Peak flowering in Sep. Each bar is the share of Crassocephalum crepidioides observations in which someone actually recorded the reproductive state and found the plant in flower, not the raw number of flowering records. That distinction matters: people observe plants far more in spring than in winter, so a bare count of flowering records partly measures when people go outside. Dividing by the number examined removes that. 599 of 715 examined observations were in flower, every one of them research grade. The whisker on each bar is a 95% Wilson interval. This is still a global aggregate and not a forecast for your garden: the same species flowers on different dates in different hemispheres. Where a species has fewer than 30 flowering records we do not draw this chart at all. Computed from 10.15468/dl.cgje2x.

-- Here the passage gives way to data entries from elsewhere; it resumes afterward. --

//! rig-core integration for LLM-backed summary paraphrasing.
//!
//! Uses rig-core's provider clients and Agent abstraction for
//! multi-provider support: Anthropic, OpenAI, Gemini, and any
//! OpenAI-compatible API.

use async_trait::async_trait;
use rig::client::CompletionClient;
use rig::completion::Prompt;
use rig::providers;

use crate::config::SummaryConfig;
use crate::models::{Issue, ProviderName};

use super::{Summarizer, SummarizerError};

/// Maximum tokens per paraphrase response. Summaries are a few
/// sentences; this is headroom, not a target.
const MAX_TOKENS: u64 = 1024;

const SYSTEM_PROMPT: &str = "You are a code review assistant. Rewrite the given review \
summary as two to four plain-English sentences for the PR author. Mention every issue \
category from the summary, keep the numeric score, and do not invent issues that are \
not listed.";

/// Build an agent from a rig-core client and prompt it.
///
/// Always sets `max_tokens`: all rig-core providers support it and
/// without it some (e.g. Gemini) default to a low limit that truncates
/// responses.
macro_rules! prompt_simple {
    ($client:expr, $model:expr, $user:expr, $label:expr) => {{
        let agent = $client
            .agent($model)
            .preamble(SYSTEM_PROMPT)
            .temperature(0.0)
            .max_tokens(MAX_TOKENS)
            .build();
        agent
            .prompt($user)
            .await
            .map_err(|e| SummarizerError::Api(format!("{} API error: {e}", $label)))
    }};
}

/// Create a rig-core client using the `Client::new(api_key)` convention.
macro_rules! new_client {
    ($provider_mod:path, $api_key:expr, $label:expr) => {{
        <$provider_mod>::new($api_key).map_err(|e| {
            SummarizerError::Api(format!("failed to create {} client: {e}", $label))
        })
    }};
}

/// rig-core based summarizer. The provider name in config selects
/// which rig-core client to use.
#[derive(Debug)]
pub struct RigSummarizer {
    config: SummaryConfig,
}

impl RigSummarizer {
    /// Create a new summarizer with the given configuration.
    pub fn new(config: SummaryConfig) -> Result<Self, SummarizerError> {
        if config.api_key.is_none() {
            return Err(SummarizerError::NotConfigured(format!(
                "no API key found for provider '{}'. Set {} or the provider-specific env var.",
                config.provider,
                crate::constants::ENV_SUMMARY_API_KEY,
            )));
        }
        Ok(Self { config })
    }

    fn api_key(&self) -> Result<&str, SummarizerError> {
        self.config
            .api_key
            .as_deref()
            .ok_or_else(|| SummarizerError::NotConfigured("missing API key".to_string()))
    }

    /// Require `base_url` for OpenAI-compatible providers.
    fn require_base_url(&self) -> Result<&str, SummarizerError> {
        self.config.base_url.as_deref().ok_or_else(|| {
            SummarizerError::NotConfigured(
                "openai-compatible provider requires base_url to be set".to_string(),
            )
        })
    }

    async fn call_rig(&self, user_prompt: &str) -> Result<String, SummarizerError> {
        let api_key = self.api_key()?;
        let model = self.config.model.as_str();

        match self.config.provider {
            ProviderName::Anthropic => {
                let client: providers::anthropic::Client = providers::anthropic::Client::builder()
                    .api_key(api_key)
                    .build()
                    .map_err(|e| {
                        SummarizerError::Api(format!("failed to create Anthropic client: {e}"))
                    })?;
                prompt_simple!(client, model, user_prompt, "Anthropic")
            }
            ProviderName::OpenAI => {
                let mut builder = providers::openai::CompletionsClient::builder().api_key(api_key);
                if let Some(ref base_url) = self.config.base_url {
                    builder = builder.base_url(base_url);
                }
                let client: providers::openai::CompletionsClient =
                    builder.build().map_err(|e| {
                        SummarizerError::Api(format!("failed to create OpenAI client: {e}"))
                    })?;
                prompt_simple!(client, model, user_prompt, "OpenAI")
            }
            ProviderName::Gemini => {
                let client = new_client!(providers::gemini::Client, api_key, "Gemini")?;
                prompt_simple!(client, model, user_prompt, "Gemini")
            }
            ProviderName::OpenAICompatible => {
                let base_url = self.require_base_url()?;
                let client: providers::openai::CompletionsClient =
                    providers::openai::CompletionsClient::builder()
                        .api_key(api_key)
                        .base_url(base_url)
                        .build()
                        .map_err(|e| {
                            SummarizerError::Api(format!(
                                "failed to create OpenAI-compatible client: {e}"
                            ))
                        })?;
                prompt_simple!(client, model, user_prompt, "OpenAI-compatible")
            }
        }
    }
}

/// Build the user prompt from the templated summary, the issue list,
/// and the caller's optional question.
fn build_prompt(summary: &str, issues: &[Issue], query: Option<&str>) -> String {
    let issues_json = serde_json::to_string_pretty(issues).unwrap_or_else(|_| "[]".to_string());

    let mut prompt = format!(
        "## Review Summary\n\n{summary}\n\n## Issues\n\n```json\n{issues_json}\n```\n"
    );

    if let Some(query) = query {
        if !query.trim().is_empty() {
            prompt.push_str(&format!("\n## Caller Question\n\n{query}\n"));
        }
    }

    prompt
}

#[async_trait]
impl Summarizer for RigSummarizer {
    async fn paraphrase(
        &self,
        summary: &str,
        issues: &[Issue],
        query: Option<&str>,
    ) -> Result<String, SummarizerError> {
        let prompt = build_prompt(summary, issues, query);
        let response = self.call_rig(&prompt).await?;
        Ok(response.trim().to_string())
    }
}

Where it actually grows measured, from 2,003 observations

Condition 5th percentile Median 95th percentile
Coldest month, mean daily low 1.8 °C 11.4 °C 20.0 °C
Warmest month, mean daily high 22.4 °C 28.3 °C 32.0 °C
Annual rainfall 921 mm 2,490 mm 4,577 mm
Rainfall in the driest quarter 44 mm 176 mm 729 mm

It is found where winters are cool but frost is light or absent. This is not care advice and it is not a forecast. It is a measurement: we sampled the climate at every one of the 2,003 research-grade observations of Crassocephalum crepidioides that carry a coordinate, and this is the range those places actually span. The 5th and 95th percentiles are used rather than the minimum and maximum, because a single cultivated specimen in a heated conservatory should not widen a tropical plant's range to the Arctic.

This is not a hardiness zone. A USDA zone is the average annual extreme minimum temperature. The figure above is the mean daily minimum of the coldest month, which is a different quantity and is typically far warmer. Reading one as the other would place a plant several zones too warm, so we do not publish a hardiness zone, because we do not have one. Climate from CHELSA V2.1 (Karger et al. 2017); occurrences from 10.15468/dl.cgje2x.

Also published as 10 synonyms

A synonym is not an error. It is a record of botanists disagreeing, in print, about where this plant belongs. Each of these was somebody’s considered answer.

  • Crassocephalum crepidioides f. crepidioides
  • Crassocephalum crepidioides var. crepidioides
  • Crassocephalum crepidioides var. luteum Steen.
  • Crassocephalum diversifolium Hiern
  • Gynura crepidioides Benth.
  • Gynura crepidioides var. crepidioides
  • Gynura diversifolia Sch.Bip. ex Asch.
  • Gynura microcephala Vatke
  • Gynura polycephala Benth.
  • Senecio diversifolius A.Rich.

Sourcesevery claim on this page

  1. World Flora Online Plant List. accepted name, authority, classification. CC0. Retrieved 2026-07-12.
  2. iNaturalist. photographs and flowering annotations, CC0 / CC BY / CC BY-SA only. per photograph. Retrieved 2026-06-27.
  3. Wikidata. common name (P1843), joined on the World Flora Online identifier (P7715). CC0. Retrieved 2026-07-13.
  4. Kew, World Checklist of Vascular Plants (WCVP v16). native distribution by TDWG level-3 botanical country, and life form. CC BY 3.0. Retrieved 2026-06-04.

We publish what we can source and we say so when we cannot. This page has no care advice and no toxicity claim, because we do not yet have those from a source we can cite.